Depuis le 17 janvier, les régions anglophones du nord-ouest et sud-ouest du Cameroun n’ont plus accès à Internet. Le gouvernement souhaite ainsi museler les réseaux sociaux sur lesquels s’échangent nombre d’informations sur les protestations qui frappent ces régions dans lesquelles la population s’estime sous-représentée dans les institutions et l’administration. Des messages du ministère des Postes et télécommunication diffusés via les opérateurs mobiles mettent en gardes les usagers des peines encourues pour diffusion de “fausses informations” sur internet et les réseaux sociaux.
Non content de priver directement les régions anglophones des moyens d’information, les autorités interdisent également aux médias traditionnels de traiter de ces questions.
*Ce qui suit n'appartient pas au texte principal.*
use super::*;

/// The aggregate function a query computes.
#[derive(Debug, Clone, PartialEq, Eq, Serialize, Deserialize)]
#[serde(tag = "function", rename_all = "snake_case")]
pub enum AggregateSpec {
    Count,
    Sum { field: String },
    Min { field: String },
    Max { field: String },
}

impl AggregateSpec {
    pub fn sum(field: impl Into<String>) -> Self {
        Self::Sum {
            field: field.into(),
        }
    }

    pub fn min(field: impl Into<String>) -> Self {
        Self::Min {
            field: field.into(),
        }
    }

    pub fn max(field: impl Into<String>) -> Self {
        Self::Max {
            field: field.into(),
        }
    }

    pub fn kind(&self) -> AggregateKind {
        match self {
            Self::Count => AggregateKind::Count,
            Self::Sum { .. } => AggregateKind::Sum,
            Self::Min { .. } => AggregateKind::Min,
            Self::Max { .. } => AggregateKind::Max,
        }
    }

    /// The numeric field being aggregated, if any.
    pub fn measure_field(&self) -> Option<&str> {
        match self {
            Self::Count => None,
            Self::Sum { field } | Self::Min { field } | Self::Max { field } => Some(field),
        }
    }
}

impl std::fmt::Display for AggregateSpec {
    fn fmt(&self, f: &mut std::fmt::Formatter<'_>) -> std::fmt::Result {
        match self.measure_field() {
            None => write!(f, "{}", self.kind()),
            Some(field) => write!(f, "{}({field})", self.kind()),
        }
    }
}

/// Parses `count`, `sum(field)`, `min(field)`, `max(field)`.
impl std::str::FromStr for AggregateSpec {
    type Err = QueryError;

    fn from_str(s: &str) -> QueryResult<Self> {
        let s = s.trim();
        let (name, arg) = match s.find('(') {
            Some(open) => {
                let arg = s[open + 1..]
                    .strip_suffix(')')
                    .ok_or_else(|| QueryError::config(format!("unbalanced aggregate '{s}'")))?
                    .trim();
                (&s[..open], Some(arg))
            }
            None => (s, None),
        };
        match (name.trim().to_ascii_lowercase().as_str(), arg) {
            ("count", None) | ("count", Some("")) | ("count", Some("*")) => Ok(Self::Count),
            ("sum", Some(f)) if !f.is_empty() => Ok(Self::sum(f)),
            ("min", Some(f)) if !f.is_empty() => Ok(Self::min(f)),
            ("max", Some(f)) if !f.is_empty() => Ok(Self::max(f)),
            _ => Err(QueryError::config(format!("unknown aggregate '{s}'"))),
        }
    }
}

#[derive(Debug, Clone, Copy, PartialEq, Eq, Hash, Serialize, Deserialize)]
#[serde(rename_all = "snake_case")]
pub enum AggregateKind {
    Count,
    Sum,
    Min,
    Max,
}

impl std::fmt::Display for AggregateKind {
    fn fmt(&self, f: &mut std::fmt::Formatter<'_>) -> std::fmt::Result {
        f.write_str(match self {
            Self::Count => "count",
            Self::Sum => "sum",
            Self::Min => "min",
            Self::Max => "max",
        })
    }
}

/// Exact running total of `f64` values.
///
/// The total is held as non-overlapping partials (Shewchuk's algorithm) whose
/// exact sum is the sum of every value added. [`ExactSum::value`] rounds that
/// exact sum once, so the result does not depend on the order or grouping in
/// which values arrived.
#[derive(Debug, Clone, Default, Serialize, Deserialize)]
pub struct ExactSum {
    /// Increasing in magnitude, never zero.
    partials: Vec<f64>,
    /// Sum of non-finite inputs and of partials that overflowed.
    special: f64,
}

impl ExactSum {
    pub fn of(value: f64) -> Self {
        let mut sum = Self::default();
        sum.add(value);
        sum
    }

    pub fn add(&mut self, value: f64) {
        if !value.is_finite() {
            self.special += value;
            return;
        }
        let mut x = value;
        let mut kept = 0;
        for j in 0..self.partials.len() {
            let mut y = self.partials[j];
            if x.abs() < y.abs() {
                std::mem::swap(&mut x, &mut y);
            }
            let hi = x + y;
            if !hi.is_finite() {
                self.partials.truncate(kept);
                self.special += hi;
                return;
            }
            let lo = y - (hi - x);
            if lo != 0.0 {
                self.partials[kept] = lo;
                kept += 1;
            }
            x = hi;
        }
        self.partials.truncate(kept);
        if x != 0.0 {
            self.partials.push(x);
        }
    }

    /// Combine with another exact sum without losing precision.
    pub fn merged(&self, other: &Self) -> Self {
        let mut out = self.clone();
        for &partial in &other.partials {
            out.add(partial);
        }
        out.special += other.special;
        out
    }

    /// The exact total, correctly rounded to the nearest `f64`.
    pub fn value(&self) -> f64 {
        if self.special != 0.0 {
            return self.special;
        }
        let p = &self.partials;
        let Some(mut n) = p.len().checked_sub(1) else {
            return 0.0;
        };
        let mut hi = p[n];
        let mut lo = 0.0;
        while n > 0 {
            let x = hi;
            n -= 1;
            let y = p[n];
            hi = x + y;
            lo = y - (hi - x);
            if lo != 0.0 {
                break;
            }
        }
        // Round half-even across the remaining partials.
        if n > 0 && ((lo < 0.0 && p[n - 1] < 0.0) || (lo > 0.0 && p[n - 1] > 0.0)) {
            let y = lo * 2.0;
            let x = hi + y;
            if y == x - hi {
                hi = x;
            }
        }
        hi
    }
}

impl PartialEq for ExactSum {
    fn eq(&self, other: &Self) -> bool {
        self.value() == other.value()
    }
}

/// A mergeable aggregate value.
///
/// `merge` is associative and commutative, and [`Accumulator::identity`] is
/// its neutral element, so the result of merging a set of contributions does
/// not depend on how they were split into batches.
#[derive(Debug, Clone, PartialEq, Serialize, Deserialize)]
pub enum Accumulator {
    Count(u64),
    Sum(ExactSum),
    Min(Option<f64>),
    Max(Option<f64>),
}

impl Accumulator {
    pub fn identity(kind: AggregateKind) -> Self {
        match kind {
            AggregateKind::Count => Self::Count(0),
            AggregateKind::Sum => Self::Sum(ExactSum::default()),
            AggregateKind::Min => Self::Min(None),
            AggregateKind::Max => Self::Max(None),
        }
    }

    /// A sum holding the single value `value`.
    pub fn sum(value: f64) -> Self {
        Self::Sum(ExactSum::of(value))
    }

    /// The contribution of a single event.
    ///
    /// A missing measure contributes the identity, except for counts which
    /// count the event itself.
    pub fn of_event(kind: AggregateKind, measure: Option<f64>) -> Self {
        match kind {
            AggregateKind::Count => Self::Count(1),
            AggregateKind::Sum => Self::sum(measure.unwrap_or(0.0)),
            AggregateKind::Min => Self::Min(measure),
            AggregateKind::Max => Self::Max(measure),
        }
    }

    pub fn kind(&self) -> AggregateKind {
        match self {
            Self::Count(_) => AggregateKind::Count,
            Self::Sum(_) => AggregateKind::Sum,
            Self::Min(_) => AggregateKind::Min,
            Self::Max(_) => AggregateKind::Max,
        }
    }

    /// Combine two accumulators of the same kind.
    pub fn merge(&self, other: &Self) -> QueryResult<Self> {
        let merged = match (self, other) {
            (Self::Count(a), Self::Count(b)) => Self::Count(a.saturating_add(*b)),
            (Self::Sum(a), Self::Sum(b)) => Self::Sum(a.merged(b)),
            (Self::Min(a), Self::Min(b)) => Self::Min(combine(*a, *b, f64::min)),
            (Self::Max(a), Self::Max(b)) => Self::Max(combine(*a, *b, f64::max)),
            (a, b) => {
                return Err(QueryError::config(format!(
                    "cannot merge {} accumulator into {}",
                    b.kind(),
                    a.kind()
                )))
            }
        };
        Ok(merged)
    }

    /// Numeric view of the value; `None` for an empty min/max.
    pub fn as_f64(&self) -> Option<f64> {
        match self {
            Self::Count(n) => Some(*n as f64),
            Self::Sum(sum) => Some(sum.value()),
            Self::Min(v) | Self::Max(v) => *v,
        }
    }
}

impl std::fmt::Display for Accumulator {
    fn fmt(&self, f: &mut std::fmt::Formatter<'_>) -> std::fmt::Result {
        match self {
            Self::Count(n) => write!(f, "{n}"),
            Self::Sum(sum) => write!(f, "{}", sum.value()),
            Self::Min(Some(v)) | Self::Max(Some(v)) => write!(f, "{v}"),
            Self::Min(None) | Self::Max(None) => f.write_str("null"),
        }
    }
}

fn combine(a: Option<f64>, b: Option<f64>, pick: fn(f64, f64) -> f64) -> Option<f64> {
    match (a, b) {
        (Some(a), Some(b)) => Some(pick(a, b)),
        (a, None) => a,
        (None, b) => b,
    }
}
//! Game settings and preferences
//!
//! Stored by the host alongside the save data. The core only reads them.

use glam::Vec3;
use serde::{Deserialize, Serialize};

use crate::consts::CAMERA_OFFSET;

/// Game settings/preferences
#[derive(Debug, Clone, PartialEq, Serialize, Deserialize)]
#[serde(default)]
pub struct Settings {
    // === Controls ===
    /// Swap left/right steering
    pub invert_controls: bool,
    /// Pause a running game when the window loses focus
    pub pause_on_focus_loss: bool,

    // === Feel ===
    /// Scale lean/camera smoothing by tick length instead of a fixed
    /// fraction per tick (keeps cornering feel the same at high refresh rates)
    pub time_scaled_smoothing: bool,
    /// Camera position relative to the ball
    pub camera_offset: Vec3,

    // === Audio (played by the host) ===
    /// Master volume (0.0 - 1.0)
    pub master_volume: f32,
    /// Sound effects volume (0.0 - 1.0)
    pub sfx_volume: f32,
    /// Music volume (0.0 - 1.0)
    pub music_volume: f32,

    // === Accessibility ===
    /// Reduced motion (no squash/stretch on the ball)
    pub reduced_motion: bool,
}

impl Default for Settings {
    fn default() -> Self {
        Self {
            invert_controls: false,
            pause_on_focus_loss: true,

            time_scaled_smoothing: false,
            camera_offset: CAMERA_OFFSET,

            master_volume: 0.8,
            sfx_volume: 1.0,
            music_volume: 0.7,

            reduced_motion: false,
        }
    }
}

impl Settings {
    /// Clamp volumes into range
    pub fn sanitized(mut self) -> Self {
        self.master_volume = self.master_volume.clamp(0.0, 1.0);
        self.sfx_volume = self.sfx_volume.clamp(0.0, 1.0);
        self.music_volume = self.music_volume.clamp(0.0, 1.0);
        self
    }

    /// Effective sound effects gain
    pub fn effective_sfx_volume(&self) -> f32 {
        self.master_volume * self.sfx_volume
    }

    /// Effective music gain
    pub fn effective_music_volume(&self) -> f32 {
        self.master_volume * self.music_volume
    }

    pub fn to_json(&self) -> serde_json::Result<String> {
        serde_json::to_string(self)
    }

    /// Parse stored settings, falling back to defaults for anything unreadable
    pub fn from_json(json: &str) -> Self {
        match serde_json::from_str::<Settings>(json) {
            Ok(settings) => settings.sanitized(),
            Err(e) => {
                log::warn!("Unreadable settings, using defaults: {}", e);
                Self::default()
            }
        }
    }
}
Dans un communiqué très critiqué par plusieurs associations de journalistes et de défense des libertés, diffusé le 20 janvier sur les ondes de la radio-télévision nationale, Peter Essoka, président du Conseil national de la communication, l’organe de régulation, a mis en garde “l’ensemble des médias nationaux, publics et privés contre toute publication ou diffusion de propos tendant à faire l’apologie de la sécession et du fédéralisme sous peine de (…) suspension temporaire (ou) d’interdiction définitive d’activités.” Et il cite nommément sept médias qui se seraient rendus, selon lui, responsables de ces actes.
En réaction au communiqué, déclare “La crise anglophone est un problème camerounais. Nous sommes une télévision camerounaise. Donc nous allons en parler”, a réagi sur RFI, Jean Bruno Tagne directeur général adjoint chargé de l’information de la très regardée chaîne de télévision Canal 2 international, en réaction au communiqué.
“Reporters sans frontières, dénonce les mesures d’intimidation et de censure à l’encontre des médias, déclare Cléa Kahn-Sriber, responsable du bureau Afrique de Reporters sans frontières. Le gouvernement camerounais fait face à une crise politique et censurer les médias qui traitent de cette information ne permettra pas de la résoudre plus rapidement. Ces mesures récentes s’inscrivent dans une série de décisions attentatoires à la liberté d’information qui ne visent qu’à museler une presse camerounaise, certes souvent vibrionnante mais qui a néanmoins le droit de travailler librement”.
Atteintes physiques
Selon la famille du journaliste Duval-Level Ebale, fondateur de la radio Oxygène FM, ce dernier a été enlevé, mardi 17 janvier, par un groupe d’hommes cagoulés, à peine deux heures après avoir terminé une émission où il critiquait le traitement de la délégation anglophone lors des négociations en cours avec le gouvernement camerounais.
Le 11 janvier, le gouverneur régional de Bamenda dans le nord-ouest du pays, avait fait fermer la radio Cocoa FM pour avoir animé un débat sur la grève des enseignants, lors d’une mission interactive. Les locaux ont été scellés. Le ministre de la Communication avait déjà interdit en décembre 2016, à tous les médias de poursuivre les émissions interactives sur la crise politique actuelle.
Le 6 décembre 2016, le CNC avait aussi suspendu 22 journaux, dont deux de façon définitive, interdisant à vie à leur directeur de publication de pratiquer le journalisme.
Le Cameroun est classé 126ème sur 180 pays au Classement 2016 de la liberté de la presse établi par RSF.